The patient was transferred to an inpatient stroke rehabilitation hospital for another 3 months and Olanzapine was discontinued on admission as per his request. Psychiatry was re-consulted as the patient expressed ongoing fears of being harmed by intruders in the hospital and complained of hearing people being shot at night, which affected his sleep. He believed that SWAT members were consistently lurking in the hallways. He lacked insight about his fixed ideas and endorsed his beliefs throughout the day to his wife and staff. His affect was flat and minimally reactive during assessments. His speech was slow and monotone but he could express himself coherently otherwise.
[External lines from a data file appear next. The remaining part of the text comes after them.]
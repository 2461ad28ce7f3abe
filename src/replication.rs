//! The write endpoint for metadata.
//!
//! Reads always hit the local database. Writes go through a `MetadataWriter`, which is
//! either the database itself (single process) or the muster node, which replicates
//! through the leader before every node applies the op.

use async_trait::async_trait;
use thiserror::Error;

use crate::state_machine::ForumStateMachine;
use crate::storage::models::WriteOp;
use crate::storage::{Database, DatabaseError};

#[derive(Debug, Error)]
pub enum WriteError {
    #[error("Write endpoint unavailable: {0}")]
    Unavailable(String),
    #[error("Replication failed: {0}")]
    Replication(String),
    #[error(transparent)]
    Database(#[from] DatabaseError),
}

impl From<muster::MusterError> for WriteError {
    fn from(e: muster::MusterError) -> Self {
        match e {
            muster::MusterError::NotLeader { .. } => {
                WriteError::Unavailable("No leader available, retry shortly".to_string())
            }
            muster::MusterError::NoQuorum => {
                WriteError::Unavailable("Failed to reach quorum for replication".to_string())
            }
            _ => WriteError::Replication(e.to_string()),
        }
    }
}

#[async_trait]
pub trait MetadataWriter: Send + Sync {
    async fn submit(&self, op: WriteOp) -> Result<(), WriteError>;
}

#[async_trait]
impl MetadataWriter for Database {
    async fn submit(&self, op: WriteOp) -> Result<(), WriteError> {
        self.apply(&op)?;
        Ok(())
    }
}

#[async_trait]
impl MetadataWriter for muster::RedbNode<ForumStateMachine> {
    async fn submit(&self, op: WriteOp) -> Result<(), WriteError> {
        self.replicate(op).await.map(|_| ()).map_err(WriteError::from)
    }
}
Other than anxiety related to his delusions the patient denied experiencing problems with depression. A repeat brain MRI disclosed no new findings. The patient was diagnosed with a “persistent post-stroke psychosis”. He agreed to restarting Olanzapine and the dose was gradually increased to 5 mg in the evenings. Same as before, the patient’s delusions and hallucinations did not subside but he reported significantly less anxiety about his delusions and had better sleep.
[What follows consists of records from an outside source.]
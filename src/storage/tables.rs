use redb::TableDefinition;

use crate::page_store::PageId;

/// Forum rows: forum page id -> ForumRecord (msgpack)
pub const FORUMS: TableDefinition<PageId, &[u8]> = TableDefinition::new("forums");

/// Thread rows: thread page id -> ThreadRecord (msgpack)
pub const THREADS: TableDefinition<PageId, &[u8]> = TableDefinition::new("threads");

/// Forum index: forum page id -> msgpack Vec of thread page ids
pub const FORUM_THREADS: TableDefinition<PageId, &[u8]> = TableDefinition::new("forum_threads");

/// Thread flags: thread page id -> ThreadProps (msgpack). Absent row = defaults.
pub const THREAD_PROPERTIES: TableDefinition<PageId, &[u8]> =
    TableDefinition::new("thread_properties");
On the cognitive level, based on formal tests involving the Brixton Spatial Anticipation Test, Indendent Living Scale, Repeatable Battery for the Assessment of Neuropsychological Status, and Weschler Memory Scale (WMS-III: Spatial Span Subtest), the patient was impaired in the following domains: divided attention/multitasking (mild impairment), visual-spatial working memory (mild impairment), and immediate and delayed memory for verbal information (mild to moderate impairment). Novel problem-solving ability was in the low average range. Family members and health care staff commented that the patient showed impulsivity in behavior resulting in unsafe transfers and having a “shorter fuse.” In contrast, the patient was found to have above average language and fine visual-spatial judgment of angles and distances. Auditory working memory fell within normal limits.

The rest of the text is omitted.